NEW YORK (Reuters) - U.S. first-quarter estimated earnings growth is looking stronger at nearly the halfway mark of the reporting period, with corporate results giving a boost to stocks this week after recent weakness.

S&P 500 year-over-year earnings growth for the first quarter of 2024 is now seen at 5.6%, according to LSEG data on Friday. That is up from 4.3% the day before.

The latest estimate is based on results from 229 of the S&P 500 companies and forecasts for the rest, with about 78% of reports beating analysts' earnings expectations.

Some 90% of reports from the heavily-weighted communication services are surpassing Wall Street earnings estimates and 88% of reports from the technology sector are beating.

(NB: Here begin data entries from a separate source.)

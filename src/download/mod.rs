//! Concurrent chunked downloader: a single scheduler task owns two priority
//! tiers and fans chunks out to transfer units, with batched renewal of
//! stale content references.

mod downloader;
mod errors;
mod io_pool;
mod queue;
mod renewal;
mod task;
mod unit;

pub use downloader::{
    DEFAULT_MAX_CONCURRENT_DOWNLOADS, Downloader, DownloaderConfig, DownloaderStatus,
    RENEW_BATCH_LIMIT, RENEW_DEBOUNCE, WAKEUP_TIMEOUT,
};
pub use errors::DownloadError;
pub use task::{TaskHandle, TaskSnapshot};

The S&P 500 is up more than 2% for the week but remains down more than 2% since the end of March.

Helping to drive Friday's gains was a rally in Alphabet and Microsoft ( MSFT ) shares, a day after both companies reported stronger-than-expected results.

But results overall this earnings season have not been all positive, said Peter Tuz, president of Chase Investment Counsel in Charlottesville, Virginia.

"It's still a little early to draw a lot of conclusions, but I'm going to call this a mixed earnings season," he said.

A disappointing forecast from Meta Platforms ( META ) earlier this week offset some of the earnings optimism.

Also, shares of Intel ( INTC ) on Friday were down sharply after it late Thursday gave a downbeat forecast.

Next week brings results from more big names including Amazon.com ( AMZN ) and Apple ( AAPL ).

LSEG noted that the first-quarter forecast has been impacted heavily by an adjustment for Bristol Myers Squibb ( BMY ) because of a $12 billion one-time charge related to its acquisition of Karuna Therapeutics.

Without that one-time item, S&P 500 earnings were expected to have risen 8.7% year-over-year as of Friday, LSEG said.